There is new hope for the treatment of Alzheimer’s and other neurological diseases following a ground-breaking discovery made by an Australian-Chinese research collaboration.
Researchers from the University of South Australia and the Third Military Medical University in China have discovered a signal pathway within cells, and also invented a potential drug that could stop degeneration and actually improve learning and memory in affected patients.
UniSA’s Professor Xin-Fu Zhou and colleagues have been investigating tauopathies — which refers to a class of diseases caused by misfolding of the tau protein inside nerve cells that results in cell damage and eventually cell death.
These diseases include Alzheimer’s, Parkinson’s and Motor Neuron Disease, all of which presently have no cure.
Specifically, the team has looked into frontotemporal lobe degeneration (FTLD), a term representing a group of clinical syndromes related to cognitive impairment, behavioural abnormalities and speech disorders.

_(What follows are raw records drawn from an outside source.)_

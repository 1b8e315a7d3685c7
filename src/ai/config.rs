//! AI configuration from environment variables.

use std::env;
use thiserror::Error;

/// Default OpenRouter base URL.
pub const DEFAULT_BASE_URL: &str = "https://openrouter.ai/api/v1";

/// Default model to use.
pub const DEFAULT_MODEL: &str = "openai/gpt-4o-mini";

/// Default rate limit between requests in milliseconds.
pub const DEFAULT_RATE_LIMIT_MS: u64 = 500;

/// Default deadline for a single model call in seconds.
pub const DEFAULT_TIMEOUT_SECS: u64 = 60;

#[derive(Error, Debug)]
pub enum ConfigError {
    #[error("Missing required environment variable: {0}")]
    MissingEnvVar(String),
}

/// AI client configuration.
#[derive(Debug, Clone)]
pub struct AiConfig {
    /// API key for OpenRouter.
    pub api_key: String,
    /// Model name (e.g., "openai/gpt-4o-mini"). Must support vision for
    /// photo analysis.
    pub model: String,
    /// Base URL for the API.
    pub base_url: String,
    /// Directory for caching responses.
    pub cache_dir: std::path::PathBuf,
    /// If true, only use cache, error if not cached.
    pub offline: bool,
    /// Milliseconds to wait between requests.
    pub rate_limit_ms: u64,
    /// Deadline for a single model call in seconds.
    pub timeout_secs: u64,
}

impl AiConfig {
    /// Load configuration from environment variables.
    ///
    /// Required:
    /// - `OPENROUTER_API_KEY`: API key for OpenRouter
    ///
    /// Optional:
    /// - `PLATELOG_AI_MODEL`: Model name (default: "openai/gpt-4o-mini")
    /// - `PLATELOG_AI_BASE_URL`: API base URL (default: "https://openrouter.ai/api/v1")
    /// - `PLATELOG_AI_CACHE_DIR`: Cache directory (default: "~/.platelog/ai-cache")
    /// - `PLATELOG_AI_OFFLINE`: Use cache only (default: false)
    /// - `PLATELOG_AI_RATE_LIMIT_MS`: Rate limit in ms (default: 500)
    /// - `PLATELOG_AI_TIMEOUT_SECS`: Per-call deadline in seconds (default: 60)
    pub fn from_env() -> Result<Self, ConfigError> {
        let api_key = env::var("OPENROUTER_API_KEY")
            .map_err(|_| ConfigError::MissingEnvVar("OPENROUTER_API_KEY".to_string()))?;

        let model = env::var("PLATELOG_AI_MODEL").unwrap_or_else(|_| DEFAULT_MODEL.to_string());

        let base_url =
            env::var("PLATELOG_AI_BASE_URL").unwrap_or_else(|_| DEFAULT_BASE_URL.to_string());

        let cache_dir = env::var("PLATELOG_AI_CACHE_DIR")
            .map(std::path::PathBuf::from)
            .unwrap_or_else(|_| Self::default_cache_dir());

        let offline = env::var("PLATELOG_AI_OFFLINE")
            .map(|v| v == "true" || v == "1")
            .unwrap_or(false);

        let rate_limit_ms = env::var("PLATELOG_AI_RATE_LIMIT_MS")
            .ok()
            .and_then(|v| v.parse().ok())
            .unwrap_or(DEFAULT_RATE_LIMIT_MS);

        let timeout_secs = env::var("PLATELOG_AI_TIMEOUT_SECS")
            .ok()
            .and_then(|v| v.parse().ok())
            .unwrap_or(DEFAULT_TIMEOUT_SECS);

        Ok(Self {
            api_key,
            model,
            base_url,
            cache_dir,
            offline,
            rate_limit_ms,
            timeout_secs,
        })
    }

    /// Get the default cache directory: ~/.platelog/ai-cache
    pub fn default_cache_dir() -> std::path::PathBuf {
        dirs::home_dir()
            .map(|h| h.join(".platelog").join("ai-cache"))
            .unwrap_or_else(|| std::path::PathBuf::from("data/ai-cache"))
    }
}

Professor Zhou says that previously it was unknown how the gene mutation was responsible for causing cell death or damage — referred to generally as neurodegeneration, and dementia in patients with FTLD and other motor neuron diseases. “Right now there is no treatment available at all,” Prof Zhou says. “We have been investigating how these tauopathies (diseases) have some common pathology, including a particular tau protein that plays a critical role in nerve cell function.”
Tau protein is a protein that stabilises microtubules and it is specifically abundant in neurons of the nervous system, but not in elsewhere.
“Our research found that in both the animal model and human brains, the signal of neurotrophins and receptors is abnormal in brains with FTLD,” Prof Zhou says.
“We discovered an increase in the neurotrophin signalling pathway that is related to life and death of nerve cells, known as proNGF/p75, and then found blocking its functions was shown to reduce cell damage.
“Thus, in this paper we not only discovered a signaling pathway but also invented a potential drug for treatment of such diseases.”
Given this strong evidence now available, the next stage is a clinical trial and South Australian biotech company Tiantai Medical Technology Pty Ltd has recently acquired a licence to further develop and commercialise this medical technology.
Professor Zhou says this industry involvement means there is an opportunity to translate the discovery into a treatment of Alzheimer’s disease and other tauopathies.
The paper published in Molecular Psychiatry is a collaborative work between two laboratories led by Professor Xin-Fu Zhou, University of South Australia and Professor Yanjiang Wang, the Third Military Medical University.